BEGIN GIVEN DATA

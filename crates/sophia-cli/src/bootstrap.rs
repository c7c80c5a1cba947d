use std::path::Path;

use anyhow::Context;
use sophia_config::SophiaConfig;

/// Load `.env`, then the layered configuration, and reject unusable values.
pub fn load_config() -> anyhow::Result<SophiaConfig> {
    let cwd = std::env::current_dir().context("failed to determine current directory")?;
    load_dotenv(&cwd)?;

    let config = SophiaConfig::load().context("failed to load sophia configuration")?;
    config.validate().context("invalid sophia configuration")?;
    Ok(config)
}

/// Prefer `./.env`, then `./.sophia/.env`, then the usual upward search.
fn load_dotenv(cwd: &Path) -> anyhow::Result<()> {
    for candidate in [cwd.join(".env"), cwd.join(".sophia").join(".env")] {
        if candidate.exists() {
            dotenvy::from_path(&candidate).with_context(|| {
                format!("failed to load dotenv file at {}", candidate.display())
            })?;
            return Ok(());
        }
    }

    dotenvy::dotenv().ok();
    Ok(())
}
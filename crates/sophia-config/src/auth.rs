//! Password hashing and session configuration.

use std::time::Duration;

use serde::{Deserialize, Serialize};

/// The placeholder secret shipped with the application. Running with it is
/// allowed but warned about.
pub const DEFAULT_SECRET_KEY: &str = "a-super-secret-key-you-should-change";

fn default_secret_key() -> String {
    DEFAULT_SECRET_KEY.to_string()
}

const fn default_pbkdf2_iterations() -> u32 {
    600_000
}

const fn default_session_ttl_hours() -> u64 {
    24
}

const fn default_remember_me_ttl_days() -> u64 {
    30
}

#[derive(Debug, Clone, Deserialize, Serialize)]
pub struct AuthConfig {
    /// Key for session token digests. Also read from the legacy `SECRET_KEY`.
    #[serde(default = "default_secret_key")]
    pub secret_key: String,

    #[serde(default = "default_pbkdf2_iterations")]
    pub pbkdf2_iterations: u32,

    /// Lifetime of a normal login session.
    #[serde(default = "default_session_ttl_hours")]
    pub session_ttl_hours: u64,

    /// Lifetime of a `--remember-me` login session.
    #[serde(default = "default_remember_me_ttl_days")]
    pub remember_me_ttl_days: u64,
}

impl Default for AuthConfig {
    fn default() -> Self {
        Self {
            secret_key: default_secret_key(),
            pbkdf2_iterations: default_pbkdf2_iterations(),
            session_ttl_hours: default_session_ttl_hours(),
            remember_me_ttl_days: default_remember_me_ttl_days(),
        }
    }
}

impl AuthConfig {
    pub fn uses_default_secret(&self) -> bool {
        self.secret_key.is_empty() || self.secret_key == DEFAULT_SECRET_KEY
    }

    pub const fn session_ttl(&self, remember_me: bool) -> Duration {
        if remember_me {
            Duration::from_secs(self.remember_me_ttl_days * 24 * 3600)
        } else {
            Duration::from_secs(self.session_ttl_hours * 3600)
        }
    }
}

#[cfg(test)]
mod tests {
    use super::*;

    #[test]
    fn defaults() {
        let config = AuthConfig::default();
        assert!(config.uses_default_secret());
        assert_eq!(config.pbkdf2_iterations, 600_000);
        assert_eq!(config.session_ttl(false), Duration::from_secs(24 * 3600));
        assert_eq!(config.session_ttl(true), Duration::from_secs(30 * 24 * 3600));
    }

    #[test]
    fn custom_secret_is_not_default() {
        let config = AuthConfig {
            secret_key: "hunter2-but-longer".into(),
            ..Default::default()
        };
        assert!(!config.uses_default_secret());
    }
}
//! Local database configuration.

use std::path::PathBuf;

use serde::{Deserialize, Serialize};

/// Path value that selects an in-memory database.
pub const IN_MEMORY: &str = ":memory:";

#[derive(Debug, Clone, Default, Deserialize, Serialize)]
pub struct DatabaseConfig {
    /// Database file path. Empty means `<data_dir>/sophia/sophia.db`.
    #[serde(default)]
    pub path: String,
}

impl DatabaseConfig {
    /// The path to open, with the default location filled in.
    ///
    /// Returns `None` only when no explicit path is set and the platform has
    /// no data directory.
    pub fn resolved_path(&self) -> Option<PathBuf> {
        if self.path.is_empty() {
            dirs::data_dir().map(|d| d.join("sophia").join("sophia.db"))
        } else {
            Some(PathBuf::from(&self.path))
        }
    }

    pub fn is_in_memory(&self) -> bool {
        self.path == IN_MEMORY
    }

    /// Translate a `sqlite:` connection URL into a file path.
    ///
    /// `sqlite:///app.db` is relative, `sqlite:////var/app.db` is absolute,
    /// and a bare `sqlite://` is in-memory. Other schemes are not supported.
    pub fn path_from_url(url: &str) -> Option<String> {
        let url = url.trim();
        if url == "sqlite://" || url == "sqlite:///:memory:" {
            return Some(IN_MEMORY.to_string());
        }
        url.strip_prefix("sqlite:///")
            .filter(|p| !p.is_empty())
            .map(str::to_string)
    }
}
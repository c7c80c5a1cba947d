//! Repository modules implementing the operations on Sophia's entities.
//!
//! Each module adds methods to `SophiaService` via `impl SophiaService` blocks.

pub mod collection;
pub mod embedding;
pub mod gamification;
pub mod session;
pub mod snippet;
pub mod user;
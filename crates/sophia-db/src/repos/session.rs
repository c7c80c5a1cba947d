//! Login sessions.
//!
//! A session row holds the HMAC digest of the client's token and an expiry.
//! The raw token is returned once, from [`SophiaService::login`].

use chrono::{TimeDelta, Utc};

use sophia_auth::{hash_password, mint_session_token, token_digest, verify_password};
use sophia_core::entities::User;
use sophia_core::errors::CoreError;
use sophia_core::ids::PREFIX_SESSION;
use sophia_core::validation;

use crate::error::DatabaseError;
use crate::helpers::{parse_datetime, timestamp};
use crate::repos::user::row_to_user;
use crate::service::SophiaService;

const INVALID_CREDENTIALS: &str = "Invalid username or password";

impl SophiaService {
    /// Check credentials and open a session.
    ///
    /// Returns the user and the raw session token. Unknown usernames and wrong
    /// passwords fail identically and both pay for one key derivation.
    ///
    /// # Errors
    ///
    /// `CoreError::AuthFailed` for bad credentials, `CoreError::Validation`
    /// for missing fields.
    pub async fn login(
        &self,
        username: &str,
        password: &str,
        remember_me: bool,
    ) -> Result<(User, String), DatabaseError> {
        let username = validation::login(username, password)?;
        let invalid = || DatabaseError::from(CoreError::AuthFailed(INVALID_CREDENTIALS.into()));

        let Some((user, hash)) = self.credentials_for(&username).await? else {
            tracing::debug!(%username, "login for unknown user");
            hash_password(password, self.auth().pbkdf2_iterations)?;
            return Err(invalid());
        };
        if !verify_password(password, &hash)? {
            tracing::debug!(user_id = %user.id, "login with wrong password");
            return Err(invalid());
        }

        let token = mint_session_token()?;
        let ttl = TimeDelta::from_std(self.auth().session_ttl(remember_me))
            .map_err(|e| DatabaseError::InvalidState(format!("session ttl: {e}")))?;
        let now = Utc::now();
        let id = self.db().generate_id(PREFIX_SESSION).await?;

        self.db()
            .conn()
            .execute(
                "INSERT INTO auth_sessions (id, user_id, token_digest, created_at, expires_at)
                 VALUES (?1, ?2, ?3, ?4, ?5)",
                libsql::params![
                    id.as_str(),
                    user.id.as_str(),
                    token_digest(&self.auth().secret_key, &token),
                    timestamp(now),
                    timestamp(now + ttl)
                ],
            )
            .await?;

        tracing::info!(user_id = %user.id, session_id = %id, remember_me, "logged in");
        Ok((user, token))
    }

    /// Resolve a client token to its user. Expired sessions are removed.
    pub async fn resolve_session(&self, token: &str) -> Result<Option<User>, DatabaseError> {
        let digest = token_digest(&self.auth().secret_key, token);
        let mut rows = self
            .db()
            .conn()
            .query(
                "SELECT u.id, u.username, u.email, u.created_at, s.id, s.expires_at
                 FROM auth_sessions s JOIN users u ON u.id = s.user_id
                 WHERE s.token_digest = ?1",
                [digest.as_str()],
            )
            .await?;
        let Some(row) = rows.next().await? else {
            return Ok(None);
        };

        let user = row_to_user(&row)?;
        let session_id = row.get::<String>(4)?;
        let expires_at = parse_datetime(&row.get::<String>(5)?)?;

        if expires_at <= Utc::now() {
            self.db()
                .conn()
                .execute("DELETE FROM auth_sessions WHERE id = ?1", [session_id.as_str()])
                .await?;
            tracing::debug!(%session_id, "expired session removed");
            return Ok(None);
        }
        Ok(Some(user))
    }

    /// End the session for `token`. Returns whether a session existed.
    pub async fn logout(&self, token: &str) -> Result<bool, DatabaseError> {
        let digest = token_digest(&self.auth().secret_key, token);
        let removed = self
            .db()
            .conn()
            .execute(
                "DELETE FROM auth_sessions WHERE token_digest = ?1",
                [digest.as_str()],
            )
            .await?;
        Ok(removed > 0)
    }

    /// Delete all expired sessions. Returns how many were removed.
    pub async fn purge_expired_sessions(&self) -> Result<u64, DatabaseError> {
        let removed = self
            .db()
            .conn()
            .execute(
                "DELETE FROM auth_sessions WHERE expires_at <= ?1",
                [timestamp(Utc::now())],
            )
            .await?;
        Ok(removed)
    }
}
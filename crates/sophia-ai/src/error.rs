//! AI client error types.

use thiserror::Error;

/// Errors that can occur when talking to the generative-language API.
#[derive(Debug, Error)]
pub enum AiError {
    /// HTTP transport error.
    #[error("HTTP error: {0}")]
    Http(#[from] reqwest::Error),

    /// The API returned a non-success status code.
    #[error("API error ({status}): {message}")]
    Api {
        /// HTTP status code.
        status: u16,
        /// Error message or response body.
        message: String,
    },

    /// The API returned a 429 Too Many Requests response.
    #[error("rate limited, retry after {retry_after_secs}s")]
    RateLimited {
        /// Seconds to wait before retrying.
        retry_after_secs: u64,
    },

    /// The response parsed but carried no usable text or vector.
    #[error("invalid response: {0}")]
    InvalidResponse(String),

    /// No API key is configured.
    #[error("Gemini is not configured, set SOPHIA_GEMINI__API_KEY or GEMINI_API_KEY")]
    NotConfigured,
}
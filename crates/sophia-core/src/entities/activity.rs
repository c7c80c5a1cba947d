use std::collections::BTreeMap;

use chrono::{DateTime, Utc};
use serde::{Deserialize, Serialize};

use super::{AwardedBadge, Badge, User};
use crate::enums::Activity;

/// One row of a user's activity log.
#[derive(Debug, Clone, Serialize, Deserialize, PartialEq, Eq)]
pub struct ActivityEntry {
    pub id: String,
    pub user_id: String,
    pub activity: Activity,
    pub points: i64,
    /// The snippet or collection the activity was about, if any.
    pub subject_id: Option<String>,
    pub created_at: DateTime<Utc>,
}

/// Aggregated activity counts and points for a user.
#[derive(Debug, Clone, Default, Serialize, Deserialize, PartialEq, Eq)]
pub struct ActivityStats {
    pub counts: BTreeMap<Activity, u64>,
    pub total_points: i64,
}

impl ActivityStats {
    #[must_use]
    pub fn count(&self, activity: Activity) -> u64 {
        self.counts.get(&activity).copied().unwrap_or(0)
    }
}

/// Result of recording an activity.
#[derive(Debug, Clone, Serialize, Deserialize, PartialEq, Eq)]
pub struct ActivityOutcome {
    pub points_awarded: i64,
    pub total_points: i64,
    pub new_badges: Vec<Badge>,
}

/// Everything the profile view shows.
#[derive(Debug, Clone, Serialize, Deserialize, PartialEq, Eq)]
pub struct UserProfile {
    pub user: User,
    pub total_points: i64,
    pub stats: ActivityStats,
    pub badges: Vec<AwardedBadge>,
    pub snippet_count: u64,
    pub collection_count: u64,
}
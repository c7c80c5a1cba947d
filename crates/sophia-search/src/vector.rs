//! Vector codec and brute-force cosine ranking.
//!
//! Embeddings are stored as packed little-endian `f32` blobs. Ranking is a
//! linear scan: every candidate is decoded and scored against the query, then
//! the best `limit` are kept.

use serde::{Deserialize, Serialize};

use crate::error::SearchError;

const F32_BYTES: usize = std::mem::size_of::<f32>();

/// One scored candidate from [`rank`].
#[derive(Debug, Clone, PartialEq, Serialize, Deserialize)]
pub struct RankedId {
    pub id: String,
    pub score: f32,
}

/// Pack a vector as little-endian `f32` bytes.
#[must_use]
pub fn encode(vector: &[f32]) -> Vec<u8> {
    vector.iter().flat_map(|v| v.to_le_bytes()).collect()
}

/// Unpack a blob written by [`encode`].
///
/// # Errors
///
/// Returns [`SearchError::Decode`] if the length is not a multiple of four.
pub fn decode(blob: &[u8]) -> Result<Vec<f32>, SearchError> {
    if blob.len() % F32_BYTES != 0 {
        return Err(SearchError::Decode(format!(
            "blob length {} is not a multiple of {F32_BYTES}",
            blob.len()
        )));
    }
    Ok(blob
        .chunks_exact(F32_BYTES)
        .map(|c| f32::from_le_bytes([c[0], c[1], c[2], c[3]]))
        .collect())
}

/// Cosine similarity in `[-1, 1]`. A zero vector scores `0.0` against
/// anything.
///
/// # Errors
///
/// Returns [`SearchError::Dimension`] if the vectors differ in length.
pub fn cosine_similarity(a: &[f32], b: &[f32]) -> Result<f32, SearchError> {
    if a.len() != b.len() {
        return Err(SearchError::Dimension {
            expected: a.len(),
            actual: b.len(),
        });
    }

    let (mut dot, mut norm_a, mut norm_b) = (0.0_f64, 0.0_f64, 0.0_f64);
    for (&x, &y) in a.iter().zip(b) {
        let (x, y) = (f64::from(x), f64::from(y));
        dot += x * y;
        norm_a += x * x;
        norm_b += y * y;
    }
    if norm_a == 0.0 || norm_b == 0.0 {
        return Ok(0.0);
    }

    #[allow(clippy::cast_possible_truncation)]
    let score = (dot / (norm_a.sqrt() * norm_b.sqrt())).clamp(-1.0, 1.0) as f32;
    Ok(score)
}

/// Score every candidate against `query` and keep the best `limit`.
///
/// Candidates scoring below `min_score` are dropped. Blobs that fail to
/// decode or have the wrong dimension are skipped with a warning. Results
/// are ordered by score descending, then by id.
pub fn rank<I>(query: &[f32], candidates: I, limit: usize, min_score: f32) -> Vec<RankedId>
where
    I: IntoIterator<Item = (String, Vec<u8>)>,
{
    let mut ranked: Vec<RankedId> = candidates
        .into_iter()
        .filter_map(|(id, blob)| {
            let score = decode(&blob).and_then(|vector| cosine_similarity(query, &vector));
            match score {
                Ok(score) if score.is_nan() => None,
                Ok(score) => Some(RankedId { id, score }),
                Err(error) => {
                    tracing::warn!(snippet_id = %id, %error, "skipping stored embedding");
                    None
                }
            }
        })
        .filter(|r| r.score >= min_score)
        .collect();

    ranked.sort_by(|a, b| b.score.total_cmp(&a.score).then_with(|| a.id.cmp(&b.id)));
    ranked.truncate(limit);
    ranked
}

END GIVEN DATA

### EXERCISE
Copy out every line of the listing that contains the string "Duration".

### RESULT OF THE EXERCISE
use std::time::Duration;
    pub const fn session_ttl(&self, remember_me: bool) -> Duration {
            Duration::from_secs(self.remember_me_ttl_days * 24 * 3600)
            Duration::from_secs(self.session_ttl_hours * 3600)
        assert_eq!(config.session_ttl(false), Duration::from_secs(24 * 3600));
        assert_eq!(config.session_ttl(true), Duration::from_secs(30 * 24 * 3600));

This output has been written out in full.